*** Opening of Recorded data ***
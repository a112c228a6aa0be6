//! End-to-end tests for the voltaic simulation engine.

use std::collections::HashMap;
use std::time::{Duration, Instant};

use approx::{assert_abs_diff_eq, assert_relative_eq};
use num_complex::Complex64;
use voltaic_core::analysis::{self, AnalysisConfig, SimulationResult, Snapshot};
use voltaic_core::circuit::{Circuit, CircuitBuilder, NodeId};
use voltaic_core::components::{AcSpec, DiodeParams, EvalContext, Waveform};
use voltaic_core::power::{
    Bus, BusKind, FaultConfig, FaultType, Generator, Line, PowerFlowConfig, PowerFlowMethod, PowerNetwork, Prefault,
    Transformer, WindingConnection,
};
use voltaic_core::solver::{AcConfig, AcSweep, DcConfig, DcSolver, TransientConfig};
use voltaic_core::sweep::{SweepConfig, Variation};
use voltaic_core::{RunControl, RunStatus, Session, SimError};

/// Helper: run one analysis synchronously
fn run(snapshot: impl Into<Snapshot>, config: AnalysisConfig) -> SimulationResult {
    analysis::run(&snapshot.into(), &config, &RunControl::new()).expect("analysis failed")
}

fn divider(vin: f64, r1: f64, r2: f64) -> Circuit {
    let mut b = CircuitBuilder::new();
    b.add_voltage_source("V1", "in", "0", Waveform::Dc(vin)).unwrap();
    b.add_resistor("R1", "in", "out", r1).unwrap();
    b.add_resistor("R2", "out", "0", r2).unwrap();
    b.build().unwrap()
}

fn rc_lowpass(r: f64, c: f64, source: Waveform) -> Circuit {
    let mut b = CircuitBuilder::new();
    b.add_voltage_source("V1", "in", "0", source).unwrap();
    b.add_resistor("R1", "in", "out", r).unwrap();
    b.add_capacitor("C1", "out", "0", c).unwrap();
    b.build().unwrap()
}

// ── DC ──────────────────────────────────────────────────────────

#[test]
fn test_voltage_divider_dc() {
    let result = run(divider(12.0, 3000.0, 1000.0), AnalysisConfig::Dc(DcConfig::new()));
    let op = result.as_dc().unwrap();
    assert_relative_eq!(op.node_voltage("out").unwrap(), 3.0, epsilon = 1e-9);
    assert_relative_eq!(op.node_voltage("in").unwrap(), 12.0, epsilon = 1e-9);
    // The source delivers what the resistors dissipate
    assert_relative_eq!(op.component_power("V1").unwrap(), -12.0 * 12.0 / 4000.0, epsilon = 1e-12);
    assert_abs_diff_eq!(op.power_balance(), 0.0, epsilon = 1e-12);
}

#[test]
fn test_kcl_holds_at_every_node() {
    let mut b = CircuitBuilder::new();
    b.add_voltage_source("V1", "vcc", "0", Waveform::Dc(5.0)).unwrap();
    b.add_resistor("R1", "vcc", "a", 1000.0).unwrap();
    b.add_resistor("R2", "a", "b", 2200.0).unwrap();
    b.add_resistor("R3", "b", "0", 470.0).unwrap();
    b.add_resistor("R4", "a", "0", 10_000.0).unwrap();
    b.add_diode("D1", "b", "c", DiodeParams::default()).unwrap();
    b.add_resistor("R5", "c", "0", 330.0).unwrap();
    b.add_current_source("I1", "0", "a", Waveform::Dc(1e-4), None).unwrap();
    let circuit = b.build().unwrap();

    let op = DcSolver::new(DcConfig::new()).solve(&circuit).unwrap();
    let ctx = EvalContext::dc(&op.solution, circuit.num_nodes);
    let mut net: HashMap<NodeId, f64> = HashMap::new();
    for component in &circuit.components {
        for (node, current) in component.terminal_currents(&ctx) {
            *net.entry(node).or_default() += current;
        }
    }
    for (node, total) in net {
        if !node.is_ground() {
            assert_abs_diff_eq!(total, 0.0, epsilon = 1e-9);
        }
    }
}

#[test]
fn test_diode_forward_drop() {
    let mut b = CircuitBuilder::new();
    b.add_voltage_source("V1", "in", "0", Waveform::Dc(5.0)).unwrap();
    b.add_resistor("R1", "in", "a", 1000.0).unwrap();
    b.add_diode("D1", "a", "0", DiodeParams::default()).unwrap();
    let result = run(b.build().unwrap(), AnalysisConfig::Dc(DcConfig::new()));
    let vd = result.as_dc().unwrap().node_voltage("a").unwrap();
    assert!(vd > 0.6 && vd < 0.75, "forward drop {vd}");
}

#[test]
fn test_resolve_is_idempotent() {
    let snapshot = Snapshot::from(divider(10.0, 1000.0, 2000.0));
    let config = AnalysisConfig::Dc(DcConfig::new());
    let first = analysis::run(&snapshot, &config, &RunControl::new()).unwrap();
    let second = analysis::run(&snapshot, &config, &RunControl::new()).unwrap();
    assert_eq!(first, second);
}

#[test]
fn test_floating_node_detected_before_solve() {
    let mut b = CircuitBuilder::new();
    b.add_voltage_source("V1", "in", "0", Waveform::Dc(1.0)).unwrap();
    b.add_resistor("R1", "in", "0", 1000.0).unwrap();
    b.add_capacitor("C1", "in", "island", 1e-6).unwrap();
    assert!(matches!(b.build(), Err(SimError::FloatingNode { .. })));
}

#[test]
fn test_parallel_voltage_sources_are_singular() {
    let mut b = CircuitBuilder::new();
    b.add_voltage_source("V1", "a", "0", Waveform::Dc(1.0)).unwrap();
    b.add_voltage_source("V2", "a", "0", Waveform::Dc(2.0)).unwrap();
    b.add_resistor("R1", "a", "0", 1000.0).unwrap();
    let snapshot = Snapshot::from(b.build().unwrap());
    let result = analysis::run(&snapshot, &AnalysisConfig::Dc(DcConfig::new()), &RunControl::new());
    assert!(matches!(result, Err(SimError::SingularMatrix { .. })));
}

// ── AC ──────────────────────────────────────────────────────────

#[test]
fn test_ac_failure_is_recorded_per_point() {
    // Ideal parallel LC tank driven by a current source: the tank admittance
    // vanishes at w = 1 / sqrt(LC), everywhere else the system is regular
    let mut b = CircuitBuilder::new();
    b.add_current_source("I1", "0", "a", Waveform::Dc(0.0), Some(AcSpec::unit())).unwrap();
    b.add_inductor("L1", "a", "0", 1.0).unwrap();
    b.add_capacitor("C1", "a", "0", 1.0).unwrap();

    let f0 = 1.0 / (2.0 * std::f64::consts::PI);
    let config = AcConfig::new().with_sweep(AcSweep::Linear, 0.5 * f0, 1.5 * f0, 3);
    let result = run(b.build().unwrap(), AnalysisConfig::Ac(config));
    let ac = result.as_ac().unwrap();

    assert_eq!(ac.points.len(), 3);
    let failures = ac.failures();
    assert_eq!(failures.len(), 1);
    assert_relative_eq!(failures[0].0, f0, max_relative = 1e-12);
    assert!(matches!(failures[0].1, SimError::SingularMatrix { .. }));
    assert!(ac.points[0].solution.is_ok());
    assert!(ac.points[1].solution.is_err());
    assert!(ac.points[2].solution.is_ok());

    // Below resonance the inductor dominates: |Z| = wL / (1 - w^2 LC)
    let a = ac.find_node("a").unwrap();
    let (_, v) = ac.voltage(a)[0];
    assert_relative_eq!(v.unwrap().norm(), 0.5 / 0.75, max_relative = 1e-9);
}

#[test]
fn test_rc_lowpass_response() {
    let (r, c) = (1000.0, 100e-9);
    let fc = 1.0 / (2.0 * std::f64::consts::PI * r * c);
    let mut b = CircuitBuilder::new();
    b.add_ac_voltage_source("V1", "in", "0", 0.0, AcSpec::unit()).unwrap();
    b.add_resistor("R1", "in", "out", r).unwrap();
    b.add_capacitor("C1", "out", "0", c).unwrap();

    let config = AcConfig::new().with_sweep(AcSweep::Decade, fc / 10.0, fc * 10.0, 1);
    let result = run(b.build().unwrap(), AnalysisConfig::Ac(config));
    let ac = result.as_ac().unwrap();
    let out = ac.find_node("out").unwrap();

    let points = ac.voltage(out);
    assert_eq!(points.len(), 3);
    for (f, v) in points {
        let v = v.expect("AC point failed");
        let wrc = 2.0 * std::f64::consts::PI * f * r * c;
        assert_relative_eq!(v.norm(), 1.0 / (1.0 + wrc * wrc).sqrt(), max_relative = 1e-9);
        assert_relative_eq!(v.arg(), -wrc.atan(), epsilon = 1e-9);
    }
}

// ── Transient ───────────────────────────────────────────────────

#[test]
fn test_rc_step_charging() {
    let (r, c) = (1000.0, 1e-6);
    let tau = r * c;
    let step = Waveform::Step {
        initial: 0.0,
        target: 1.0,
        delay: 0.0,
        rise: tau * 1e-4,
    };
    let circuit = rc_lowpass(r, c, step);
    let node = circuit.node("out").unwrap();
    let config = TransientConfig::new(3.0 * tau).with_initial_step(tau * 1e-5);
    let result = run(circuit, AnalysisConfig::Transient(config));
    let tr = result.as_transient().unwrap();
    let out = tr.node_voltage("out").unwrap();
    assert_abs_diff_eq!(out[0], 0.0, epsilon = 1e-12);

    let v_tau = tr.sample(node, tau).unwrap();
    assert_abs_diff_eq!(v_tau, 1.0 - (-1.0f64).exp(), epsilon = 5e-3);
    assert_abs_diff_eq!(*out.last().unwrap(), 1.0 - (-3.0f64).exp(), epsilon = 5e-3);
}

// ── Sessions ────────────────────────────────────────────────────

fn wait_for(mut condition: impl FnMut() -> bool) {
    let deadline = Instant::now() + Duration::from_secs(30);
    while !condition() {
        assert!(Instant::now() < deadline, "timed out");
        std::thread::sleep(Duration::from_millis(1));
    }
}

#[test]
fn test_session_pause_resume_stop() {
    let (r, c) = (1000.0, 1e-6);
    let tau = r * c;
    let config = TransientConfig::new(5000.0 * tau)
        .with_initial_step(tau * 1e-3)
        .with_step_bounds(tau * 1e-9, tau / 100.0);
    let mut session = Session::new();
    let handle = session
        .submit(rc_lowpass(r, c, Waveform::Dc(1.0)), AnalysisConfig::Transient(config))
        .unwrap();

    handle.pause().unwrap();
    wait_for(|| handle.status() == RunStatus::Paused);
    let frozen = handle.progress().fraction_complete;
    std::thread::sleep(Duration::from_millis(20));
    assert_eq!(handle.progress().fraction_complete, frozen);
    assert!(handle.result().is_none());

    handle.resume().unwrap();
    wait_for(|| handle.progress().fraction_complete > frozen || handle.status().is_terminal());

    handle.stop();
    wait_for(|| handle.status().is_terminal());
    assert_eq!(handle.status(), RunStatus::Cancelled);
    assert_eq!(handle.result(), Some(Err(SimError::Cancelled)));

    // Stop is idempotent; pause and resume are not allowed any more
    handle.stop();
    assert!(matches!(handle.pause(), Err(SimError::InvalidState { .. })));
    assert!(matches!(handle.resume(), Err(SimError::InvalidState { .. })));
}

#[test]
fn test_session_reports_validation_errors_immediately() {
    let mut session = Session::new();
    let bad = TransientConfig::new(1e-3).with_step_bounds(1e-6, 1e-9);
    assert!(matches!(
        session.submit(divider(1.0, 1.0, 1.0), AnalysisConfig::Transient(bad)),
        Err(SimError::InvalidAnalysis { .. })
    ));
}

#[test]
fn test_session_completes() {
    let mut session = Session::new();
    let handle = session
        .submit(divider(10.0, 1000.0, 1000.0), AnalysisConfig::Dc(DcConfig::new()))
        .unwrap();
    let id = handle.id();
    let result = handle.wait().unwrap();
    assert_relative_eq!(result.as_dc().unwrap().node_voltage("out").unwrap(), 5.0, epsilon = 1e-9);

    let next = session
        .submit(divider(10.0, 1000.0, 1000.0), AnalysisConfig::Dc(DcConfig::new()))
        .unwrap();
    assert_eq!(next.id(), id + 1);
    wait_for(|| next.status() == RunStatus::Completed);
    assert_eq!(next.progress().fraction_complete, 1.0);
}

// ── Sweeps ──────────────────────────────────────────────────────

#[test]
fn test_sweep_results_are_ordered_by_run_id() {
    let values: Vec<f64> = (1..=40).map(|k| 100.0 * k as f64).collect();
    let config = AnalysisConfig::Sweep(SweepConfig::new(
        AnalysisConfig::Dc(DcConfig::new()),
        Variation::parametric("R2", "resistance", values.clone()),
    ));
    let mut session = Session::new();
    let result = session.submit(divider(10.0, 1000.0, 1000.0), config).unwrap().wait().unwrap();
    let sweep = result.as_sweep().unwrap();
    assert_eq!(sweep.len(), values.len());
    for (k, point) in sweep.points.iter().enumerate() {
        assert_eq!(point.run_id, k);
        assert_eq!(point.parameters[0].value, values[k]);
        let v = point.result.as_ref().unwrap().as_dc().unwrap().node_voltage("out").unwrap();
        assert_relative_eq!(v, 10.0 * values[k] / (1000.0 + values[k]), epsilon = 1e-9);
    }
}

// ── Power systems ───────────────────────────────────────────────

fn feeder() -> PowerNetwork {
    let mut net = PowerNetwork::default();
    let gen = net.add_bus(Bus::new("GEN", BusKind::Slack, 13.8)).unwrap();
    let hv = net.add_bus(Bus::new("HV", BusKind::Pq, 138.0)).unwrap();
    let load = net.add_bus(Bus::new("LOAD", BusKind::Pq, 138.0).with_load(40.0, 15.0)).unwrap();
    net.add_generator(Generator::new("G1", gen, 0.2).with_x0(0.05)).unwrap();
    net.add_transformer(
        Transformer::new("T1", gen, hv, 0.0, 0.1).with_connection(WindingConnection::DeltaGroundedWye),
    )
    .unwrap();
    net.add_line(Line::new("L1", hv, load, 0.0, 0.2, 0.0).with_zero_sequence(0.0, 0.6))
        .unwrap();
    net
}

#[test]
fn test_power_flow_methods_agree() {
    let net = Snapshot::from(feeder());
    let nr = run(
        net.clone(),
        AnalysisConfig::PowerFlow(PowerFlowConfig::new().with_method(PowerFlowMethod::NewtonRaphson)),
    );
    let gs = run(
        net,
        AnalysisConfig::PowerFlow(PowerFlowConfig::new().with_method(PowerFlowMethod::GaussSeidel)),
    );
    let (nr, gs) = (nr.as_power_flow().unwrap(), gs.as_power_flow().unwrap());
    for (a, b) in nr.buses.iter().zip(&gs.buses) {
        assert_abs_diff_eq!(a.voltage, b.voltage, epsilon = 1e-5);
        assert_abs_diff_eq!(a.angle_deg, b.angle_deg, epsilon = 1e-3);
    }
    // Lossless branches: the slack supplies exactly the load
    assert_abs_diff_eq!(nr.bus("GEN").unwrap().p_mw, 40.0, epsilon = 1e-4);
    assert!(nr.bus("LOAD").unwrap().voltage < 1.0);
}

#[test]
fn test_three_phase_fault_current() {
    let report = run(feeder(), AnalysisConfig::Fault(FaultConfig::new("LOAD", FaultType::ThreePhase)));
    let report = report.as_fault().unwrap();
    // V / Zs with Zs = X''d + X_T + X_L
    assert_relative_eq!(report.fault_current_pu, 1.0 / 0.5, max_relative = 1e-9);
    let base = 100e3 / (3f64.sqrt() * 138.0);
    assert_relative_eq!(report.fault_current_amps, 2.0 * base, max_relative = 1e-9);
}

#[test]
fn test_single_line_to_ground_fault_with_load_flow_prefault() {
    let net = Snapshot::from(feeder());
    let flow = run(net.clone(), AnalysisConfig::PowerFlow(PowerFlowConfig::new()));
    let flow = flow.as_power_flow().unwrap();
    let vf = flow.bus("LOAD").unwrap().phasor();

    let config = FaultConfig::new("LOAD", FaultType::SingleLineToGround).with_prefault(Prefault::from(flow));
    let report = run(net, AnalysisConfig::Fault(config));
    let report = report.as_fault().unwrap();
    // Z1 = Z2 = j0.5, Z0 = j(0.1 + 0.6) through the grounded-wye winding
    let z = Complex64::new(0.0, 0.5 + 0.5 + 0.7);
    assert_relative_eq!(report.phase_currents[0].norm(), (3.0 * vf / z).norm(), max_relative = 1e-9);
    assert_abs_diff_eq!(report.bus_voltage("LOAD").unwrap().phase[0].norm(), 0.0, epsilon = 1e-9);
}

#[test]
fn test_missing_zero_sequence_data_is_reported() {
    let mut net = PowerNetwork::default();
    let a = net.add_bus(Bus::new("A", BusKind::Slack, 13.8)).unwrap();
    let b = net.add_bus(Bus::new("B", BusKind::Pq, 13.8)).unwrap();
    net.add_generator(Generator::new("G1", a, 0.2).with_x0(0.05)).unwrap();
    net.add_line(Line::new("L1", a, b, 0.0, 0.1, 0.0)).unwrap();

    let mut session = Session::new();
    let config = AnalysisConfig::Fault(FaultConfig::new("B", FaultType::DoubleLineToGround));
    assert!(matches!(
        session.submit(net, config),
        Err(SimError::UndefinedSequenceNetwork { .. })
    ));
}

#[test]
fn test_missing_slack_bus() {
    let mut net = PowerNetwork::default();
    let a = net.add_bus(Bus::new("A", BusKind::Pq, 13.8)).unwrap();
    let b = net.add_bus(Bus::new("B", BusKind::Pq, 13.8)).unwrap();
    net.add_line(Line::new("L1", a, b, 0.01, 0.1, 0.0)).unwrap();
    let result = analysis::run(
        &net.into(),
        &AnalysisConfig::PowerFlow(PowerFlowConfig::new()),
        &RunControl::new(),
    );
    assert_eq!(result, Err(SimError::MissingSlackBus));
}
*** Close of Recorded data ***
As you read the records above, find each line that contains "SweepConfig" and copy it.

use voltaic_core::sweep::{SweepConfig, Variation};
    let config = AnalysisConfig::Sweep(SweepConfig::new(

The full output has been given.